(Article from Healthy Child Healthy World by Laura Dern)
In many cultures it's customary to remove your shoes before entering a home for spiritual or practical reasons.
And as a mom, I encourage the practice because I want a clean home. But taking off your shoes not only helps keep your home cleaner, it also helps keep it healthier. Think about it. Where have the bottom of your shoes been? If you've stopped to fill up your car, you can track home gasoline on your feet. If you've walked through a freshly treated lawn or putting green, you can track home toxic pesticides and chemical fertilizers. Seemingly benign dirt can have traces of lead in it. You walk through it, then you walk through your home leaving traces on your rug, your baby crawls past, and then stops to put her hand in her mouth. Get the picture?

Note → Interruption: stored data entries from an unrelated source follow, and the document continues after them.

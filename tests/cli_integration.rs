//! CLI integration tests for modelkit.
//!
//! These tests drive the binary through the offline workflows: creating a
//! workspace, editing dependencies, validating the import graph and managing
//! the cache. Nothing here touches the network.

use std::fs;
use std::path::Path;
use std::process::Command;

use assert_cmd::prelude::*;
use predicates::prelude::*;
use tempfile::TempDir;

/// A workspace directory plus an isolated package cache.
struct Env {
    root: TempDir,
    cache: TempDir,
}

impl Env {
    fn new() -> Self {
        Env {
            root: TempDir::new().unwrap(),
            cache: TempDir::new().unwrap(),
        }
    }

    /// A workspace initialized with `modelkit init`.
    fn initialized() -> Self {
        let env = Env::new();
        env.modelkit().args(["init", "--name", "sales"]).assert().success();
        env
    }

    fn path(&self) -> &Path {
        self.root.path()
    }

    fn write(&self, relative: &str, contents: &str) {
        let path = self.path().join(relative);
        if let Some(parent) = path.parent() {
            fs::create_dir_all(parent).unwrap();
        }
        fs::write(path, contents).unwrap();
    }

    fn read(&self, relative: &str) -> String {
        fs::read_to_string(self.path().join(relative)).unwrap()
    }

    /// Get the modelkit binary command, run inside the workspace.
    fn modelkit(&self) -> Command {
        let mut cmd = Command::cargo_bin("modelkit").unwrap();
        cmd.current_dir(self.path())
            .env("MODELKIT_CACHE_DIR", self.cache.path())
            .arg("--no-color");
        cmd
    }
}

// ============================================================================
// modelkit init
// ============================================================================

#[test]
fn test_init_creates_manifest_and_entry() {
    let env = Env::initialized();

    let manifest = env.read("model.yaml");
    assert!(manifest.contains("name: sales"));
    assert!(manifest.contains("entry: index.model"));
    assert!(env.path().join("index.model").exists());
}

#[test]
fn test_init_fails_if_manifest_exists() {
    let env = Env::initialized();

    env.modelkit()
        .args(["init", "--name", "sales"])
        .assert()
        .failure()
        .stderr(predicate::str::contains("already exists"));
}

// ============================================================================
// modelkit add / remove
// ============================================================================

#[test]
fn test_add_and_remove_dependency() {
    let env = Env::initialized();

    env.modelkit()
        .args(["add", "acme/core", "--ref", "v1.0.0"])
        .assert()
        .success()
        .stderr(predicate::str::contains("Added"));
    assert!(env.read("model.yaml").contains("acme/core: v1.0.0"));

    env.modelkit()
        .args(["remove", "acme/core"])
        .assert()
        .success()
        .stderr(predicate::str::contains("Removed"));
    assert!(!env.read("model.yaml").contains("acme/core"));
}

#[test]
fn test_add_path_outside_workspace_fails() {
    let env = Env::initialized();
    let before = env.read("model.yaml");

    env.modelkit()
        .args(["add", "secrets", "--path", "../../secrets"])
        .assert()
        .failure()
        .stderr(predicate::str::contains("outside workspace boundary"));
    assert_eq!(env.read("model.yaml"), before);
}

#[test]
fn test_add_rejects_malformed_package() {
    let env = Env::initialized();

    env.modelkit()
        .args(["add", "not-a-package"])
        .assert()
        .failure()
        .stderr(predicate::str::contains("invalid package key"));
}

#[test]
fn test_remove_unknown_dependency_fails() {
    let env = Env::initialized();

    env.modelkit()
        .args(["remove", "acme/nope"])
        .assert()
        .failure()
        .stderr(predicate::str::contains("not found"));
}

// ============================================================================
// Commands outside a workspace
// ============================================================================

#[test]
fn test_commands_need_a_manifest() {
    let env = Env::new();

    for args in [&["list"][..], &["status"], &["install"], &["validate"]] {
        env.modelkit()
            .args(args)
            .assert()
            .failure()
            .stderr(predicate::str::contains("model.yaml"));
    }
}

// ============================================================================
// modelkit install / list / tree
// ============================================================================

#[test]
fn test_install_without_dependencies_writes_empty_lock() {
    let env = Env::initialized();

    env.modelkit().arg("install").assert().success();
    let lock = env.read("model.lock");
    assert!(lock.contains("\"version\": \"1\""));

    // Unchanged on the second run.
    env.modelkit()
        .arg("install")
        .assert()
        .success()
        .stderr(predicate::str::contains("unchanged"));
    assert_eq!(env.read("model.lock"), lock);

    env.modelkit()
        .arg("list")
        .assert()
        .success()
        .stdout(predicate::str::contains("no packages locked"));

    env.modelkit()
        .arg("tree")
        .assert()
        .success()
        .stdout(predicate::str::starts_with("sales"));
}

#[test]
fn test_install_rejects_disallowed_source_offline() {
    let env = Env::new();
    env.write(
        "model.yaml",
        "model:\n  name: sales\ndependencies:\n  evil/core: v1\ngovernance:\n  allowedSources: [\"acme/*\"]\n",
    );

    env.modelkit()
        .arg("install")
        .assert()
        .failure()
        .stderr(predicate::str::contains("allowedSources"));
    assert!(!env.path().join("model.lock").exists());
}

#[test]
fn test_list_without_lock() {
    let env = Env::initialized();

    env.modelkit()
        .arg("list")
        .assert()
        .success()
        .stdout(predicate::str::contains("modelkit install"));
}

// ============================================================================
// modelkit status / validate / compliance
// ============================================================================

#[test]
fn test_status_reports_unlocked_dependency() {
    let env = Env::initialized();
    env.modelkit().args(["add", "acme/core", "--ref", "v1"]).assert().success();

    env.modelkit()
        .arg("status")
        .assert()
        .success()
        .stdout(predicate::str::contains("acme/core"))
        .stdout(predicate::str::contains("not locked"));
}

#[test]
fn test_validate_local_imports() {
    let env = Env::initialized();
    env.write("index.model", "import \"./types\"\nimport \"@shared/money\"\n");
    env.write("types.model", "entity Order {}\n");
    env.write("lib/money.model", "entity Money {}\n");
    env.write(
        "model.yaml",
        "model:\n  name: sales\npaths:\n  \"@shared/\": ./lib/\n",
    );
    env.modelkit().arg("install").assert().success();

    env.modelkit()
        .arg("validate")
        .assert()
        .success()
        .stdout(predicate::str::contains("3 documents loaded"));
}

#[test]
fn test_validate_reports_broken_import() {
    let env = Env::initialized();
    env.write("index.model", "import \"./missing\"\n");

    env.modelkit()
        .arg("validate")
        .assert()
        .failure()
        .stdout(predicate::str::contains("[!!] imports"));
}

#[test]
fn test_validate_reports_stale_lock() {
    let env = Env::initialized();
    env.modelkit().args(["add", "acme/core", "--ref", "v1"]).assert().success();

    env.modelkit()
        .arg("validate")
        .assert()
        .failure()
        .stdout(predicate::str::contains("[!!] lock"))
        .stderr(predicate::str::contains("modelkit install"));
}

#[test]
fn test_compliance_without_dependencies() {
    let env = Env::initialized();

    env.modelkit()
        .arg("compliance")
        .assert()
        .success()
        .stdout(predicate::str::contains("compliant"));
}

// ============================================================================
// modelkit cache
// ============================================================================

#[test]
fn test_cache_path_honours_env() {
    let env = Env::new();

    env.modelkit()
        .args(["cache", "path"])
        .assert()
        .success()
        .stdout(predicate::str::contains(env.cache.path().to_string_lossy().as_ref()));
}

#[test]
fn test_cache_clear_and_list_when_empty() {
    let env = Env::new();

    env.modelkit()
        .args(["cache", "clear"])
        .assert()
        .success()
        .stderr(predicate::str::contains("nothing to remove"));

    env.modelkit()
        .args(["cache", "list"])
        .assert()
        .success()
        .stdout(predicate::str::contains("(empty)"));
}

The professional cleaning industry estimates that we track 85% of the dirt in our homes in from the outside on our shoes or paws of pets. In a recent warning about lead exposure, the Environmental Protection Agency (EPA) specifically recommends that shoes remain outside the house. According to a report called The Door Mat Study, lead-contaminated soil from the outside causes almost all the lead dust inside homes. It notes that wiping shoes on a mat and removing them at the door cuts lead dust by 60 percent. The study explains that limiting the amount of dust and track-in may also help reduce exposure to lawn and garden pesticides, wood smoke and industrial toxins, mutagens, dust mites, and allergens.
2 comments:
With all my children's allergies and sensitivities, this convinces me. Gee, I thought it was just something you did if you have nice carpet. (And we don't!!)
I think it is very important with allergies. Joshua suffers from allergies due to pollen in the spring through fall. I do not want those tracked into the house. Poor guy suffers enough already.